• EXERCISE INPUTS
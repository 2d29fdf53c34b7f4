//! Configuration loading and layering
//!
//! Precedence (highest to lowest): environment variables, the root config
//! file, built-in defaults.

use super::{paths, schema::Config};
use anyhow::{Context, Result};
use std::path::Path;

/// Environment variable overriding `gateway.baseUrl`
pub const ENV_BASE_URL: &str = "GATE9S_BASE_URL";
/// Environment variable overriding `gateway.timeout`
pub const ENV_TIMEOUT: &str = "GATE9S_TIMEOUT";
/// Environment variable overriding `ui.pageSize`
pub const ENV_PAGE_SIZE: &str = "GATE9S_PAGE_SIZE";

/// Configuration loader
pub struct ConfigLoader;

impl ConfigLoader {
    /// Load configuration with all layers merged
    pub fn load() -> Result<Config> {
        let path = paths::root_config_path();
        let config = if path.exists() {
            Self::load_file(&path)?
        } else {
            tracing::debug!("No config file at {}, using defaults", path.display());
            Config::default()
        };

        Ok(Self::apply_overrides(config, |key| std::env::var(key).ok()))
    }

    /// Load configuration from a file
    pub fn load_file(path: &Path) -> Result<Config> {
        if !path.exists() {
            return Err(anyhow::anyhow!("Config file not found: {}", path.display()));
        }

        let contents = std::fs::read_to_string(path)
            .with_context(|| format!("Failed to read config file: {}", path.display()))?;

        // An empty file means "all defaults"
        if contents.trim().is_empty() {
            return Ok(Config::default());
        }

        let config: Config = serde_yaml::from_str(&contents)
            .with_context(|| format!("Failed to parse config file: {}", path.display()))?;

        Ok(config)
    }

    /// Validate the root config file and the merged result
    pub fn validate() -> Result<()> {
        let config = Self::load().context("Failed to load merged configuration")?;
        Self::validate_config(&config)
    }

    /// Check values that parse as YAML but are not usable
    pub fn validate_config(config: &Config) -> Result<()> {
        url::Url::parse(&config.gateway.base_url)
            .with_context(|| format!("gateway.baseUrl is not a URL: {}", config.gateway.base_url))?;

        let timeout = config.timeout()?;
        if timeout.is_zero() {
            anyhow::bail!("gateway.timeout must be greater than zero");
        }

        let intervals = config.poll_intervals()?;
        if intervals.metrics.is_zero() || intervals.server_log.is_zero() {
            anyhow::bail!("refresh intervals must be greater than zero");
        }

        if config.ui.page_size == 0 {
            anyhow::bail!("ui.pageSize must be at least 1");
        }

        if config.logger.buffer == 0 {
            anyhow::bail!("logger.buffer must be at least 1");
        }

        config.default_view()?;
        Ok(())
    }

    /// Apply environment overrides looked up through `lookup`
    ///
    /// Unparseable values are ignored with a warning.
    pub fn apply_overrides(mut config: Config, lookup: impl Fn(&str) -> Option<String>) -> Config {
        if let Some(base_url) = lookup(ENV_BASE_URL) {
            config.gateway.base_url = base_url;
        }

        if let Some(timeout) = lookup(ENV_TIMEOUT) {
            config.gateway.timeout = timeout;
        }

        if let Some(page_size) = lookup(ENV_PAGE_SIZE) {
            match page_size.parse() {
                Ok(size) => config.ui.page_size = size,
                Err(_) => tracing::warn!("Ignoring {}={}: not a number", ENV_PAGE_SIZE, page_size),
            }
        }

        config
    }

    /// Save configuration to a file
    pub fn save(config: &Config, path: &Path) -> Result<()> {
        if let Some(parent) = path.parent() {
            paths::ensure_dir(parent)
                .with_context(|| format!("Failed to create directory: {}", parent.display()))?;
        }

        let yaml =
            serde_yaml::to_string(config).context("Failed to serialize configuration to YAML")?;

        std::fs::write(path, yaml)
            .with_context(|| format!("Failed to write config file: {}", path.display()))?;

        Ok(())
    }

    /// Save root configuration
    pub fn save_root(config: &Config) -> Result<()> {
        Self::save(config, &paths::root_config_path())
    }
}

#[cfg(test)]
mod tests {
    use super::*;
    use std::collections::HashMap;

    #[test]
    fn test_env_overrides() {
        let env: HashMap<&str, &str> = [
            (ENV_BASE_URL, "http://gw:9000"),
            (ENV_TIMEOUT, "5s"),
            (ENV_PAGE_SIZE, "25"),
        ]
        .into_iter()
        .collect();

        let config = ConfigLoader::apply_overrides(Config::default(), |key| {
            env.get(key).map(|v| v.to_string())
        });

        assert_eq!(config.gateway.base_url, "http://gw:9000");
        assert_eq!(config.gateway.timeout, "5s");
        assert_eq!(config.ui.page_size, 25);
    }

    #[test]
    fn test_bad_page_size_override_is_ignored() {
        let config = ConfigLoader::apply_overrides(Config::default(), |key| {
            (key == ENV_PAGE_SIZE).then(|| "lots".to_string())
        });
        assert_eq!(config.ui.page_size, 10);
    }

    #[test]
    fn test_save_and_load_file() {
        let tmp = tempfile::tempdir().unwrap();
        let path = tmp.path().join("nested").join("config.yaml");

        let mut config = Config::default();
        config.refresh.coalesce = true;
        config.ui.page_size = 6;
        ConfigLoader::save(&config, &path).unwrap();

        let loaded = ConfigLoader::load_file(&path).unwrap();
        assert_eq!(loaded, config);
    }

    #[test]
    fn test_empty_file_is_defaults() {
        let tmp = tempfile::NamedTempFile::new().unwrap();
        let loaded = ConfigLoader::load_file(tmp.path()).unwrap();
        assert_eq!(loaded, Config::default());
    }

    #[test]
    fn test_validate_config() {
        assert!(ConfigLoader::validate_config(&Config::default()).is_ok());

        let mut config = Config::default();
        config.refresh.server_log_interval = "0s".to_string();
        assert!(ConfigLoader::validate_config(&config).is_err());

        let mut config = Config::default();
        config.gateway.base_url = "not a url".to_string();
        assert!(ConfigLoader::validate_config(&config).is_err());
    }
}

• WHAT IS BEING ASKED
Give back every entry, word for word.

• RESULT OF THIS EXERCISE
repository 2d29fdf53c34b7f4
//! Configuration loading and layering
//!
//! Precedence (highest to lowest): environment variables, the root config
//! file, built-in defaults.

use super::{paths, schema::Config};
use anyhow::{Context, Result};
use std::path::Path;

/// Environment variable overriding `gateway.baseUrl`
pub const ENV_BASE_URL: &str = "GATE9S_BASE_URL";
/// Environment variable overriding `gateway.timeout`
pub const ENV_TIMEOUT: &str = "GATE9S_TIMEOUT";
/// Environment variable overriding `ui.pageSize`
pub const ENV_PAGE_SIZE: &str = "GATE9S_PAGE_SIZE";

/// Configuration loader
pub struct ConfigLoader;

impl ConfigLoader {
    /// Load configuration with all layers merged
    pub fn load() -> Result<Config> {
        let path = paths::root_config_path();
        let config = if path.exists() {
            Self::load_file(&path)?
        } else {
            tracing::debug!("No config file at {}, using defaults", path.display());
            Config::default()
        };

        Ok(Self::apply_overrides(config, |key| std::env::var(key).ok()))
    }

    /// Load configuration from a file
    pub fn load_file(path: &Path) -> Result<Config> {
        if !path.exists() {
            return Err(anyhow::anyhow!("Config file not found: {}", path.display()));
        }

        let contents = std::fs::read_to_string(path)
            .with_context(|| format!("Failed to read config file: {}", path.display()))?;

        // An empty file means "all defaults"
        if contents.trim().is_empty() {
            return Ok(Config::default());
        }

        let config: Config = serde_yaml::from_str(&contents)
            .with_context(|| format!("Failed to parse config file: {}", path.display()))?;

        Ok(config)
    }

    /// Validate the root config file and the merged result
    pub fn validate() -> Result<()> {
        let config = Self::load().context("Failed to load merged configuration")?;
        Self::validate_config(&config)
    }

    /// Check values that parse as YAML but are not usable
    pub fn validate_config(config: &Config) -> Result<()> {
        url::Url::parse(&config.gateway.base_url)
            .with_context(|| format!("gateway.baseUrl is not a URL: {}", config.gateway.base_url))?;

        let timeout = config.timeout()?;
        if timeout.is_zero() {
            anyhow::bail!("gateway.timeout must be greater than zero");
        }

        let intervals = config.poll_intervals()?;
        if intervals.metrics.is_zero() || intervals.server_log.is_zero() {
            anyhow::bail!("refresh intervals must be greater than zero");
        }

        if config.ui.page_size == 0 {
            anyhow::bail!("ui.pageSize must be at least 1");
        }

        if config.logger.buffer == 0 {
            anyhow::bail!("logger.buffer must be at least 1");
        }

        config.default_view()?;
        Ok(())
    }

    /// Apply environment overrides looked up through `lookup`
    ///
    /// Unparseable values are ignored with a warning.
    pub fn apply_overrides(mut config: Config, lookup: impl Fn(&str) -> Option<String>) -> Config {
        if let Some(base_url) = lookup(ENV_BASE_URL) {
            config.gateway.base_url = base_url;
        }

        if let Some(timeout) = lookup(ENV_TIMEOUT) {
            config.gateway.timeout = timeout;
        }

        if let Some(page_size) = lookup(ENV_PAGE_SIZE) {
            match page_size.parse() {
                Ok(size) => config.ui.page_size = size,
                Err(_) => tracing::warn!("Ignoring {}={}: not a number", ENV_PAGE_SIZE, page_size),
            }
        }

        config
    }

    /// Save configuration to a file
    pub fn save(config: &Config, path: &Path) -> Result<()> {
        if let Some(parent) = path.parent() {
            paths::ensure_dir(parent)
                .with_context(|| format!("Failed to create directory: {}", parent.display()))?;
        }

        let yaml =
            serde_yaml::to_string(config).context("Failed to serialize configuration to YAML")?;

        std::fs::write(path, yaml)
            .with_context(|| format!("Failed to write config file: {}", path.display()))?;

        Ok(())
    }

    /// Save root configuration
    pub fn save_root(config: &Config) -> Result<()> {
        Self::save(config, &paths::root_config_path())
    }
}

#[cfg(test)]
mod tests {
    use super::*;
    use std::collections::HashMap;

    #[test]
    fn test_env_overrides() {
        let env: HashMap<&str, &str> = [
            (ENV_BASE_URL, "http://gw:9000"),
            (ENV_TIMEOUT, "5s"),
            (ENV_PAGE_SIZE, "25"),
        ]
        .into_iter()
        .collect();

        let config = ConfigLoader::apply_overrides(Config::default(), |key| {
            env.get(key).map(|v| v.to_string())
        });

        assert_eq!(config.gateway.base_url, "http://gw:9000");
        assert_eq!(config.gateway.timeout, "5s");
        assert_eq!(config.ui.page_size, 25);
    }

    #[test]
    fn test_bad_page_size_override_is_ignored() {
        let config = ConfigLoader::apply_overrides(Config::default(), |key| {
            (key == ENV_PAGE_SIZE).then(|| "lots".to_string())
        });
        assert_eq!(config.ui.page_size, 10);
    }

    #[test]
    fn test_save_and_load_file() {
        let tmp = tempfile::tempdir().unwrap();
        let path = tmp.path().join("nested").join("config.yaml");

        let mut config = Config::default();
        config.refresh.coalesce = true;
        config.ui.page_size = 6;
        ConfigLoader::save(&config, &path).unwrap();

        let loaded = ConfigLoader::load_file(&path).unwrap();
        assert_eq!(loaded, config);
    }

    #[test]
    fn test_empty_file_is_defaults() {
        let tmp = tempfile::NamedTempFile::new().unwrap();
        let loaded = ConfigLoader::load_file(tmp.path()).unwrap();
        assert_eq!(loaded, Config::default());
    }

    #[test]
    fn test_validate_config() {
        assert!(ConfigLoader::validate_config(&Config::default()).is_ok());

        let mut config = Config::default();
        config.refresh.server_log_interval = "0s".to_string();
        assert!(ConfigLoader::validate_config(&config).is_err());

        let mut config = Config::default();
        config.gateway.base_url = "not a url".to_string();
        assert!(ConfigLoader::validate_config(&config).is_err());
    }
}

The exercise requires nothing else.